Phil Culmer, Southend on Sea, UK
More to the point, what was a six year old doing wandering through the house alone while her parents were having sex??
Pu Li, Guangxi,
If your locks do not work, why not put Vaseline on the door knob?
Victor Cedar, Scottsdale, USA
This is a classic case supporting the English idiom of locking the stable door after the horse has bolted. If there is genuine concern about a child seeing any particular adult activity then parents, whether in the heat of the moment or not, should have the mental capacity and maturity to lock the door.
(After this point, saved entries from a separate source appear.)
use event_store::Event;
use serde::{Deserialize, Serialize};

use crate::aggregate::DomainEvent;

pub const IAM_AGGREGATE_TYPE: &str = "iam";

/// Events that can occur on an IAM aggregate.
#[derive(Debug, Clone, PartialEq)]
pub enum IamEvent {
    MemberAdded(MemberData),
    /// Replaces the member's roles.
    MemberChanged(MemberData),
    MemberRemoved(MemberRemovedData),
}

#[derive(Debug, Clone, PartialEq, Serialize, Deserialize)]
pub struct MemberData {
    pub user_id: String,
    pub roles: Vec<String>,
}

#[derive(Debug, Clone, PartialEq, Serialize, Deserialize)]
pub struct MemberRemovedData {
    pub user_id: String,
}

impl IamEvent {
    pub fn member_added(user_id: impl Into<String>, roles: Vec<String>) -> Self {
        IamEvent::MemberAdded(MemberData {
            user_id: user_id.into(),
            roles,
        })
    }

    pub fn member_changed(user_id: impl Into<String>, roles: Vec<String>) -> Self {
        IamEvent::MemberChanged(MemberData {
            user_id: user_id.into(),
            roles,
        })
    }

    pub fn member_removed(user_id: impl Into<String>) -> Self {
        IamEvent::MemberRemoved(MemberRemovedData {
            user_id: user_id.into(),
        })
    }

    /// The user the event is about.
    pub fn user_id(&self) -> &str {
        match self {
            IamEvent::MemberAdded(data) | IamEvent::MemberChanged(data) => &data.user_id,
            IamEvent::MemberRemoved(data) => &data.user_id,
        }
    }
}

impl DomainEvent for IamEvent {
    fn event_type(&self) -> &'static str {
        match self {
            IamEvent::MemberAdded(_) => "iam.member.added",
            IamEvent::MemberChanged(_) => "iam.member.changed",
            IamEvent::MemberRemoved(_) => "iam.member.removed",
        }
    }

    fn payload(&self) -> Result<serde_json::Value, serde_json::Error> {
        match self {
            IamEvent::MemberAdded(data) | IamEvent::MemberChanged(data) => {
                serde_json::to_value(data)
            }
            IamEvent::MemberRemoved(data) => serde_json::to_value(data),
        }
    }

    fn from_event(event: &Event) -> Result<Option<Self>, serde_json::Error> {
        let decoded = match event.event_type.as_str() {
            "iam.member.added" => IamEvent::MemberAdded(event.data()?),
            "iam.member.changed" => IamEvent::MemberChanged(event.data()?),
            "iam.member.removed" => IamEvent::MemberRemoved(event.data()?),
            _ => return Ok(None),
        };
        Ok(Some(decoded))
    }
}
//! Field-by-field diff between two org snapshots.

use super::events::{ORG_DOMAIN_UNIQUE, ORG_NAME_UNIQUE, OrgEvent, UniqueField};
use super::Org;

/// An org field that can be changed after creation.
#[derive(Debug, Clone, Copy, PartialEq, Eq)]
pub enum OrgField {
    Name,
    Domain,
}

impl OrgField {
    /// The reservation that keeps this field globally unique.
    pub fn unique(&self) -> &'static UniqueField {
        match self {
            OrgField::Name => &ORG_NAME_UNIQUE,
            OrgField::Domain => &ORG_DOMAIN_UNIQUE,
        }
    }

    /// The org event recording a new value for this field.
    pub fn changed_event(&self, value: &str) -> OrgEvent {
        match self {
            OrgField::Name => OrgEvent::name_changed(value),
            OrgField::Domain => OrgEvent::domain_changed(value),
        }
    }
}

#[derive(Debug, Clone, PartialEq, Eq)]
pub struct FieldChange {
    pub field: OrgField,
    pub old: String,
    pub new: String,
}

/// Every field that differs between two snapshots, in field order.
#[derive(Debug, Clone, Default, PartialEq, Eq)]
pub struct OrgChanges(Vec<FieldChange>);

impl OrgChanges {
    pub fn between(existing: &Org, updated: &Org) -> Self {
        let fields = [
            (OrgField::Name, &existing.name, &updated.name),
            (OrgField::Domain, &existing.domain, &updated.domain),
        ];
        Self(
            fields
                .into_iter()
                .filter(|(_, old, new)| old != new)
                .map(|(field, old, new)| FieldChange {
                    field,
                    old: old.clone(),
                    new: new.clone(),
                })
                .collect(),
        )
    }

    pub fn is_empty(&self) -> bool {
        self.0.is_empty()
    }

    pub fn len(&self) -> usize {
        self.0.len()
    }

    pub fn iter(&self) -> impl Iterator<Item = &FieldChange> {
        self.0.iter()
    }
}
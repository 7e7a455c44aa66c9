//! IAM service managing the members of an IAM instance.

use event_store::{AggregateId, EventStore, IdentityContext};

use super::events::{IAM_AGGREGATE_TYPE, IamEvent};
use super::read_model::{IamMemberWriteModel, IamReadModel};
use super::IamMember;
use crate::aggregate::{AggregateCreator, AggregateExt};
use crate::command::CommandHandler;
use crate::error::DomainError;
use crate::read_model::ReadModel;

pub struct IamService<S: EventStore> {
    handler: CommandHandler<S>,
    creator: AggregateCreator,
}

impl<S: EventStore> IamService<S> {
    pub fn new(store: S, creator: AggregateCreator) -> Self {
        Self {
            handler: CommandHandler::new(store),
            creator,
        }
    }

    pub fn handler(&self) -> &CommandHandler<S> {
        &self.handler
    }

    #[tracing::instrument(skip(self))]
    pub async fn iam_by_id(&self, iam_id: &AggregateId) -> Result<IamReadModel, DomainError> {
        let mut model = IamReadModel::new(iam_id.clone());
        self.handler.load(&mut model).await?;
        Ok(model)
    }

    /// Adds a member that does not exist yet.
    #[tracing::instrument(skip(self))]
    pub async fn add_member(
        &self,
        ctx: &IdentityContext,
        member: IamMember,
    ) -> Result<IamMember, DomainError> {
        if !member.is_valid() {
            return Err(DomainError::InvariantViolation(
                "member requires an iam, a user and roles".to_string(),
            ));
        }
        let mut iam = self.iam_by_id(&member.iam_id).await?;
        if iam.member_by_user_id(&member.user_id).is_some() {
            return Err(DomainError::InvariantViolation(format!(
                "user {} is already a member of {}",
                member.user_id, member.iam_id
            )));
        }

        let aggregate = self
            .creator
            .new_aggregate(
                ctx,
                &member.iam_id,
                IAM_AGGREGATE_TYPE,
                Some(iam.processed_sequence()),
            )?
            .push(&IamEvent::member_added(&member.user_id, member.roles.clone()))?;
        self.handler.execute(vec![aggregate], &mut iam).await?;

        iam.member_by_user_id(&member.user_id)
            .cloned()
            .ok_or_else(|| {
                DomainError::Internal(format!("member {} not saved", member.user_id))
            })
    }

    /// Replaces the roles of an existing member.
    #[tracing::instrument(skip(self))]
    pub async fn change_member(
        &self,
        ctx: &IdentityContext,
        member: IamMember,
    ) -> Result<IamMember, DomainError> {
        if !member.is_valid() {
            return Err(DomainError::InvariantViolation(
                "member requires an iam, a user and roles".to_string(),
            ));
        }
        let mut existing = IamMemberWriteModel::new(member.iam_id.clone(), &member.user_id);
        self.handler.load(&mut existing).await?;
        if !existing.exists {
            return Err(DomainError::InvariantViolation(format!(
                "user {} is not a member of {}",
                member.user_id, member.iam_id
            )));
        }
        if existing.roles == member.roles {
            return Err(DomainError::InvariantViolation(format!(
                "roles of member {} have not been changed",
                member.user_id
            )));
        }

        let aggregate = self
            .creator
            .new_aggregate(
                ctx,
                &member.iam_id,
                IAM_AGGREGATE_TYPE,
                Some(existing.processed_sequence()),
            )?
            .push(&IamEvent::member_changed(&member.user_id, member.roles.clone()))?;
        self.handler.execute(vec![aggregate], &mut existing).await?;

        existing.to_member().ok_or_else(|| {
            DomainError::Internal(format!("member {} not saved", member.user_id))
        })
    }

    /// Removes a member. Removing a user who is not a member does nothing.
    #[tracing::instrument(skip(self))]
    pub async fn remove_member(
        &self,
        ctx: &IdentityContext,
        iam_id: &AggregateId,
        user_id: &str,
    ) -> Result<(), DomainError> {
        let mut iam = self.iam_by_id(iam_id).await?;
        if iam.member_by_user_id(user_id).is_none() {
            return Ok(());
        }

        let aggregate = self
            .creator
            .new_aggregate(ctx, iam_id, IAM_AGGREGATE_TYPE, Some(iam.processed_sequence()))?
            .push(&IamEvent::member_removed(user_id))?;
        self.handler.execute(vec![aggregate], &mut iam).await?;
        Ok(())
    }
}
pub mod aggregate;
pub mod error;
pub mod event;
pub mod memory;
pub mod precondition;
pub mod query;
pub mod reporter;
pub mod store;

pub use aggregate::{Aggregate, PendingEvent};
pub use common::{AggregateId, AggregateType, EventType, IdentityContext};
pub use error::{EventStoreError, Result};
pub use event::{Event, EventId, Sequence};
pub use memory::InMemoryEventStore;
pub use precondition::{Precondition, PreconditionError, Validation};
pub use query::EventQuery;
pub use reporter::{MetricsReporter, NoopReporter, Reporter};
pub use store::{EventStore, EventStoreExt};
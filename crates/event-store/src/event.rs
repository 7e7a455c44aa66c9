use chrono::{DateTime, Utc};
use serde::de::DeserializeOwned;
use serde::{Deserialize, Serialize};
use uuid::Uuid;

use crate::{AggregateId, AggregateType, EventType};

/// Unique identifier for an event.
#[derive(Debug, Clone, Copy, PartialEq, Eq, Hash, Serialize, Deserialize)]
#[serde(transparent)]
pub struct EventId(Uuid);

impl EventId {
    /// Creates a new random event ID.
    pub fn new() -> Self {
        Self(Uuid::new_v4())
    }

    /// Returns the underlying UUID.
    pub fn as_uuid(&self) -> Uuid {
        self.0
    }
}

impl Default for EventId {
    fn default() -> Self {
        Self::new()
    }
}

impl std::fmt::Display for EventId {
    fn fmt(&self, f: &mut std::fmt::Formatter<'_>) -> std::fmt::Result {
        write!(f, "{}", self.0)
    }
}

/// Position of an event in the log, used for optimistic concurrency control.
///
/// Sequences are assigned by the log at commit time from a single counter,
/// so they are strictly increasing within any scope. `0` means "no event".
#[derive(
    Debug, Clone, Copy, PartialEq, Eq, PartialOrd, Ord, Hash, Default, Serialize, Deserialize,
)]
#[serde(transparent)]
pub struct Sequence(u64);

impl Sequence {
    /// Creates a sequence from a raw value.
    pub fn new(value: u64) -> Self {
        Self(value)
    }

    /// Returns the sequence of an empty scope (0).
    pub fn initial() -> Self {
        Self(0)
    }

    /// Returns the next sequence.
    pub fn next(&self) -> Self {
        Self(self.0 + 1)
    }

    /// Returns the raw sequence value.
    pub fn as_u64(&self) -> u64 {
        self.0
    }
}

impl std::fmt::Display for Sequence {
    fn fmt(&self, f: &mut std::fmt::Formatter<'_>) -> std::fmt::Result {
        write!(f, "{}", self.0)
    }
}

impl From<u64> for Sequence {
    fn from(value: u64) -> Self {
        Self(value)
    }
}

/// An immutable fact persisted in the log.
#[derive(Debug, Clone, PartialEq, Serialize, Deserialize)]
pub struct Event {
    /// Unique identifier for this event.
    pub event_id: EventId,

    /// The type of the event (e.g., "org.added", "org.name.reserved").
    pub event_type: EventType,

    /// The aggregate this event belongs to.
    pub aggregate_id: AggregateId,

    /// The type of aggregate (e.g., "org", "org.name.unique").
    pub aggregate_type: AggregateType,

    /// Position assigned by the log at commit time.
    pub sequence: Sequence,

    /// The anchor the pushing aggregate carried, if any.
    pub previous_sequence: Option<Sequence>,

    /// When the log committed the event.
    pub creation_date: DateTime<Utc>,

    /// The event payload as JSON.
    pub payload: serde_json::Value,

    /// The user who caused the event.
    pub editor_user: String,

    /// The service that created the event.
    pub editor_service: String,

    /// The tenant owning the aggregate.
    pub resource_owner: String,
}

impl Event {
    /// Deserializes the payload into a concrete type.
    pub fn data<T: DeserializeOwned>(&self) -> Result<T, serde_json::Error> {
        serde_json::from_value(self.payload.clone())
    }
}
//! Configuration loaded from environment variables.

/// Core configuration with sensible defaults.
///
/// Reads from environment variables:
/// - `IAM_EDITOR_SERVICE`: service name stamped on every event (default: `"iam-core"`)
/// - `RUST_LOG`: tracing filter directive (default: `"info"`)
#[derive(Debug, Clone, PartialEq, Eq)]
pub struct Config {
    pub editor_service: String,
    pub log_level: String,
}

impl Config {
    /// Loads configuration from environment variables, falling back to defaults.
    pub fn from_env() -> Self {
        Self::from_lookup(|key| std::env::var(key).ok())
    }

    fn from_lookup(lookup: impl Fn(&str) -> Option<String>) -> Self {
        let defaults = Self::default();
        Self {
            editor_service: lookup("IAM_EDITOR_SERVICE")
                .filter(|s| !s.is_empty())
                .unwrap_or(defaults.editor_service),
            log_level: lookup("RUST_LOG").unwrap_or(defaults.log_level),
        }
    }
}

impl Default for Config {
    fn default() -> Self {
        Self {
            editor_service: "iam-core".to_string(),
            log_level: "info".to_string(),
        }
    }
}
Cornelis Reiman, Bangkok, Thailand
some of my friends have once privately talked about the experience of interrupted their parent's sex iduring their childhood, and after years, they seems all could hold a right attitude toward sex and take a smile to that accident. i think this lady is overreacting on this. just tell her kid that is merely a game which only suitable for adults with a nice gentle tone. her kid would get over it in soon.
cty, zhejiang, china
Apart from any other consideration, why wasn't the child ever instructed to knock on the door before entering? Over sixty years ago that's what I was told and it seemed only good manners to do so, like chewing food with one's mouth shut, another lesson I was taught at a tender age. Children should not be able to barge into their parents' bedroom when the door is closed - that's what doors are for, to keep unwanted visitors out. I can't agree with Dr Calderone - three year olds have no idea what romantic love is and certainly can have no idea how the species is reproduced. If her advice is taken we shall have experimentation at far earlier ages than at present; as it is puberty is frequently reached at and before twelve - it can't be long before there will be young mothers of that same age. I cannot see that children, indeed only just out of babyhood, should be burdened with the knowledge of reproduction and inevitably, birth control. Let them be children!